WHAT YOU ARE ASKED TO DO: Would you restate the entries below word for word, starting at the first line and ending with the one that has "let _ = dotenvy::dotenv();"?

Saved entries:
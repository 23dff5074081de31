// Curator - Exhibition Reconciliation Engine
// Copyright (c) 2025 Curator Contributors
// Licensed under the MIT License

use curator::cli::{Cli, Commands};
use curator::logging::init_logging;
use clap::Parser;
use std::process;
use tokio::sync::watch;

#[tokio::main]
async fn main() {
    // Optional; a missing .env is ignored
    let _ = dotenvy::dotenv();

    let cli = Cli::parse();

    let (log_level, logging_config) = cli.logging_settings();
    let guard = match init_logging(&log_level, &logging_config) {
        Ok(guard) => guard,
        Err(e) => {
            eprintln!("Failed to initialize logging: {e}");
            process::exit(5);
        }
    };

    tracing::info!(
        version = env!("CARGO_PKG_VERSION"),
        "Curator - Exhibition Reconciliation Engine"
    );

    let (shutdown_tx, shutdown_rx) = watch::channel(false);

    tokio::spawn(async move {
        #[cfg(unix)]
        {
            use tokio::signal::unix::{signal, SignalKind};
            let mut sigterm = match signal(SignalKind::terminate()) {
                Ok(s) => s,
                Err(e) => {
                    tracing::error!(error = %e, "Failed to create SIGTERM handler");
                    return;
                }
            };

            tokio::select! {
                _ = tokio::signal::ctrl_c() => {
                    tracing::info!("Received SIGINT (Ctrl+C), initiating graceful shutdown...");
                    println!("\nShutdown signal received, finishing the current group...");
                    let _ = shutdown_tx.send(true);
                }
                _ = sigterm.recv() => {
                    tracing::info!("Received SIGTERM, initiating graceful shutdown...");
                    println!("\nShutdown signal received, finishing the current group...");
                    let _ = shutdown_tx.send(true);
                }
            }
        }

        #[cfg(not(unix))]
        {
            if let Err(e) = tokio::signal::ctrl_c().await {
                tracing::error!(error = %e, "Failed to listen for Ctrl+C");
            } else {
                tracing::info!("Received SIGINT (Ctrl+C), initiating graceful shutdown...");
                println!("\nShutdown signal received, finishing the current group...");
                let _ = shutdown_tx.send(true);
            }
        }
    });

    let exit_code = match execute_command(&cli, shutdown_rx).await {
        Ok(code) => code,
        Err(e) => {
            tracing::error!(error = %e, "Command execution failed");
            eprintln!("Error: {e}");
            5
        }
    };

    // process::exit skips destructors; flush the log file first
    drop(guard);
    process::exit(exit_code);
}

/// Execute the CLI command
async fn execute_command(cli: &Cli, shutdown_signal: watch::Receiver<bool>) -> anyhow::Result<i32> {
    match &cli.command {
        Commands::Reconcile(args) => args.execute(&cli.config, shutdown_signal).await,
        Commands::ValidateConfig(args) => args.execute(&cli.config).await,
        Commands::Venues(args) => args.execute(&cli.config).await,
        Commands::Init(args) => args.execute().await,
    }
}
//! Document store abstraction layer
//!
//! This module provides a trait-based abstraction over the transactional
//! document store, allowing Curator to reconcile against different backends
//! (in-memory, PostgreSQL).

pub mod factory;
pub mod memory;
pub mod traits;

pub use factory::{create_registry, create_store, create_store_and_registry, SharedRegistry, SharedStore};
pub use memory::InMemoryStore;
pub use traits::{
    check_operation_ceiling, ExhibitionStore, PlanFn, ReadSet, StoredRead, WriteOp,
};
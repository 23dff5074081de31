//! Result type alias for Curator
//!
//! This module provides a convenient Result type alias that uses CuratorError
//! as the error type.

use super::errors::CuratorError;

/// Result type alias for Curator operations
///
/// # Examples
///
/// ```
/// use curator::domain::result::Result;
/// use curator::domain::errors::CuratorError;
///
/// fn example_function() -> Result<String> {
///     Ok("success".to_string())
/// }
///
/// fn failing_function() -> Result<()> {
///     Err(CuratorError::Validation("Invalid input".to_string()))
/// }
/// ```
pub type Result<T> = std::result::Result<T, CuratorError>;
//! Domain identifier types with validation
//!
//! Newtype wrappers keep venue identifiers and exhibition document identities
//! from being mixed up with each other or with free-form strings.

use serde::{Deserialize, Serialize};
use std::fmt;
use std::str::FromStr;

/// Museum (venue) identifier newtype wrapper
///
/// The stable ID a venue has in the registry. Every exhibition document
/// carries the ID of the venue it belongs to.
///
/// # Examples
///
/// ```
/// use curator::domain::ids::MuseumId;
/// use std::str::FromStr;
///
/// let id = MuseumId::from_str("tokyo-national-museum").unwrap();
/// assert_eq!(id.as_str(), "tokyo-national-museum");
/// ```
#[derive(Debug, Clone, PartialEq, Eq, Hash, PartialOrd, Ord, Serialize, Deserialize)]
#[serde(transparent)]
pub struct MuseumId(String);

impl MuseumId {
    /// Creates a new MuseumId from a string
    ///
    /// # Returns
    ///
    /// Returns `Ok(MuseumId)` if the ID is valid, `Err` otherwise
    pub fn new(id: impl Into<String>) -> Result<Self, String> {
        let id = id.into();
        if id.trim().is_empty() {
            return Err("Museum ID cannot be empty".to_string());
        }
        Ok(Self(id))
    }

    /// Returns the museum ID as a string slice
    pub fn as_str(&self) -> &str {
        &self.0
    }

    /// Consumes self and returns the inner String
    pub fn into_inner(self) -> String {
        self.0
    }
}

impl fmt::Display for MuseumId {
    fn fmt(&self, f: &mut fmt::Formatter<'_>) -> fmt::Result {
        write!(f, "{}", self.0)
    }
}

impl FromStr for MuseumId {
    type Err = String;

    fn from_str(s: &str) -> Result<Self, Self::Err> {
        Self::new(s)
    }
}

impl AsRef<str> for MuseumId {
    fn as_ref(&self) -> &str {
        &self.0
    }
}

/// Exhibition document identity
///
/// The key an exhibition document is stored and deduplicated under. New
/// identities are produced by [`crate::core::identity::derive_id`]; `new` exists
/// for keys read back from a store.
///
/// # Examples
///
/// ```
/// use curator::domain::ids::{ExhibitionId, MuseumId};
/// use curator::core::identity::derive_id;
///
/// let museum_id = MuseumId::new("mori-art-museum").unwrap();
/// let id: ExhibitionId = derive_id(&museum_id, "Chim↑Pom");
/// assert_eq!(id.as_str().len(), 64);
/// ```
#[derive(Debug, Clone, PartialEq, Eq, Hash, PartialOrd, Ord, Serialize, Deserialize)]
#[serde(transparent)]
pub struct ExhibitionId(String);

impl ExhibitionId {
    /// Creates an ExhibitionId from an existing key
    pub fn new(id: impl Into<String>) -> Result<Self, String> {
        let id = id.into();
        if id.trim().is_empty() {
            return Err("Exhibition ID cannot be empty".to_string());
        }
        Ok(Self(id))
    }

    /// Wraps a freshly derived digest. Callers guarantee it is non-empty.
    pub(crate) fn from_digest(hex: String) -> Self {
        Self(hex)
    }

    /// Returns the exhibition ID as a string slice
    pub fn as_str(&self) -> &str {
        &self.0
    }

    /// Consumes self and returns the inner String
    pub fn into_inner(self) -> String {
        self.0
    }
}

impl fmt::Display for ExhibitionId {
    fn fmt(&self, f: &mut fmt::Formatter<'_>) -> fmt::Result {
        write!(f, "{}", self.0)
    }
}

impl FromStr for ExhibitionId {
    type Err = String;

    fn from_str(s: &str) -> Result<Self, Self::Err> {
        Self::new(s)
    }
}

impl AsRef<str> for ExhibitionId {
    fn as_ref(&self) -> &str {
        &self.0
    }
}

#[cfg(test)]
mod tests {
    use super::*;

    #[test]
    fn test_museum_id_creation() {
        let id = MuseumId::new("national-art-center").unwrap();
        assert_eq!(id.as_str(), "national-art-center");
    }

    #[test]
    fn test_museum_id_empty_fails() {
        assert!(MuseumId::new("").is_err());
        assert!(MuseumId::new("   ").is_err());
    }

    #[test]
    fn test_museum_id_display() {
        let id = MuseumId::new("m-1").unwrap();
        assert_eq!(format!("{}", id), "m-1");
    }

    #[test]
    fn test_exhibition_id_empty_fails() {
        assert!(ExhibitionId::new("").is_err());
    }

    #[test]
    fn test_ids_serialize_as_plain_strings() {
        let id = MuseumId::new("m-1").unwrap();
        assert_eq!(serde_json::to_string(&id).unwrap(), "\"m-1\"");

        let parsed: ExhibitionId = serde_json::from_str("\"abc123\"").unwrap();
        assert_eq!(parsed.as_str(), "abc123");
    }
}
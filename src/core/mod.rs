//! Core business logic for Curator.
//!
//! # Modules
//!
//! - [`venue`] - Venue name resolution
//! - [`identity`] - Title normalization and document identity derivation
//! - [`change`] - Date change detection under the Asia/Tokyo calendar
//! - [`reconcile`] - Reconciliation engine and batch coordination
//!
//! # Reconciliation Workflow
//!
//! 1. **Build venue maps** from the venue registry
//! 2. **Prepare** each record: resolve the venue, parse dates, derive identity
//! 3. **Group** records so each group fits one store transaction
//! 4. **Decide and write** per group: read all identities, decide, commit
//! 5. **Report** created/updated/skipped/error counts
//!
//! # Example
//!
//! ```rust,no_run
//! use curator::adapters::registry::{FileVenueRegistry, VenueRegistry};
//! use curator::adapters::store::InMemoryStore;
//! use curator::core::reconcile::{BatchCoordinator, ReconciliationEngine};
//! use curator::core::venue::VenueMaps;
//! use curator::domain::{Origin, VenueFilter};
//! use std::sync::Arc;
//!
//! # async fn example() -> Result<(), Box<dyn std::error::Error>> {
//! let registry = FileVenueRegistry::new("venues.json");
//! let maps = VenueMaps::build(&registry.list_venues(&VenueFilter::default()).await?);
//!
//! let engine = Arc::new(ReconciliationEngine::new(Arc::new(InMemoryStore::new())));
//! let (_shutdown_tx, shutdown_rx) = tokio::sync::watch::channel(false);
//! let coordinator = BatchCoordinator::new(engine, 100).with_shutdown_signal(shutdown_rx);
//!
//! let summary = coordinator.reconcile_all(&[], &maps, Origin::Scrape).await;
//! println!("Created: {}", summary.counts.created);
//! # Ok(())
//! # }
//! ```

pub mod change;
pub mod identity;
pub mod reconcile;
pub mod venue;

SOLVED PROBLEM:
repository 23dff5074081de31
// Curator - Exhibition Reconciliation Engine
// Copyright (c) 2025 Curator Contributors
// Licensed under the MIT License

use curator::cli::{Cli, Commands};
use curator::logging::init_logging;
use clap::Parser;
use std::process;
use tokio::sync::watch;

#[tokio::main]
async fn main() {
    // Optional; a missing .env is ignored
    let _ = dotenvy::dotenv();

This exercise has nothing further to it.